Nanomedicines offer promising approaches for targeted drug delivery to tumor cells but their clinical translation is hindered by limited delivery efficacy in heterogenous clinical tumors. Protein corona adsorbed to the surface of nanoparticles (NPs) would cause opsonization and accelerate blood clearance, posing a significant barrier to effective drug delivery. Polyethylene glycol (PEG) modification is widely employed to prolong the NPs’ circulation time and improve the delivery efficacy. Nevertheless, the clinical efficacy of PEG-based nanomedicines is still debatable. Here, we prepared non-PEGylated lysosomal-disrupting dimeric chloroquine (CQ) lipid nanoparticles (DCLNPs) and PEGylated DCLNPs (PEG-DCLNPs) and systematically studied the impact of PEGylation on DCLNPs’ delivery efficacy in KRAS-mutant (MT) and -wildtype (WT) cancers.
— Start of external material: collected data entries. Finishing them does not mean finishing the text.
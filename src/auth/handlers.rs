// HTTP handlers for authentication endpoints

use axum::{
    extract::State,
    http::{HeaderMap, StatusCode},
    Json,
};
use validator::Validate;

use crate::auth::{
    error::AuthError,
    middleware::{bearer_token, AuthenticatedUser},
    models::{LoginRequest, RefreshRequest, SignupRequest, TokenPair, UserResponse},
};
use crate::AppState;

/// Register a new user
#[utoipa::path(
    post,
    path = "/api/auth/signup",
    request_body = SignupRequest,
    responses(
        (status = 201, description = "User created", body = UserResponse),
        (status = 400, description = "Invalid email or password too short"),
        (status = 409, description = "Email already registered")
    ),
    tag = "auth"
)]
pub async fn signup_handler(
    State(state): State<AppState>,
    Json(request): Json<SignupRequest>,
) -> Result<(StatusCode, Json<UserResponse>), AuthError> {
    request.validate()?;
    let user = state.auth.signup(&request.email, &request.password).await?;
    Ok((StatusCode::CREATED, Json(user)))
}

/// Login a user
#[utoipa::path(
    post,
    path = "/api/auth/login",
    request_body = LoginRequest,
    responses(
        (status = 200, description = "Access and refresh tokens", body = TokenPair),
        (status = 401, description = "Invalid email or password"),
        (status = 503, description = "User directory unavailable, retry later")
    ),
    tag = "auth"
)]
pub async fn login_handler(
    State(state): State<AppState>,
    Json(request): Json<LoginRequest>,
) -> Result<Json<TokenPair>, AuthError> {
    // Malformed emails get the same answer as unknown ones
    if request.validate().is_err() {
        return Err(AuthError::InvalidCredentials);
    }
    let pair = state.auth.login(&request.email, &request.password).await?;
    Ok(Json(pair))
}

/// Exchange a refresh token for a new access token
#[utoipa::path(
    post,
    path = "/api/auth/refresh",
    request_body = RefreshRequest,
    responses(
        (status = 200, description = "New access token", body = TokenPair),
        (status = 401, description = "Refresh token rejected")
    ),
    tag = "auth"
)]
pub async fn refresh_handler(
    State(state): State<AppState>,
    Json(request): Json<RefreshRequest>,
) -> Result<Json<TokenPair>, AuthError> {
    let pair = state.auth.refresh(&request.refresh_token).await?;
    Ok(Json(pair))
}

/// Revoke the caller's tokens (protected endpoint)
#[utoipa::path(
    post,
    path = "/api/auth/logout",
    request_body = RefreshRequest,
    responses(
        (status = 204, description = "Tokens revoked"),
        (status = 401, description = "Not authenticated")
    ),
    security(("bearer" = [])),
    tag = "auth"
)]
pub async fn logout_handler(
    State(state): State<AppState>,
    _user: AuthenticatedUser,
    headers: HeaderMap,
    Json(request): Json<RefreshRequest>,
) -> Result<StatusCode, AuthError> {
    let access_token = bearer_token(&headers)?.ok_or(AuthError::Unauthenticated)?;
    state.auth.logout(access_token, &request.refresh_token).await?;
    Ok(StatusCode::NO_CONTENT)
}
We found that the protein corona facilitates KRAS-MT cancer-specific targeted delivery of DCLNPs by exploiting extracellular protein engulfment preference. In contrast, PEGylation hindered delivery and efficacy of DCLNPs. Proteomics analysis highlighted apolipoproteins, particular apolipoprotein E, as key factors promoting the uptake of DCLNPs. Additionally, DCLNPs sensitized immunosuppressive KRAS-MT cancers to anti-PD1 immunotherapy. These results underscore the importance of comprehending the context-dependent role of the protein corona in regulating nanoparticle biodistribution, suggesting that PEGylation may not be suitable across all cancer types.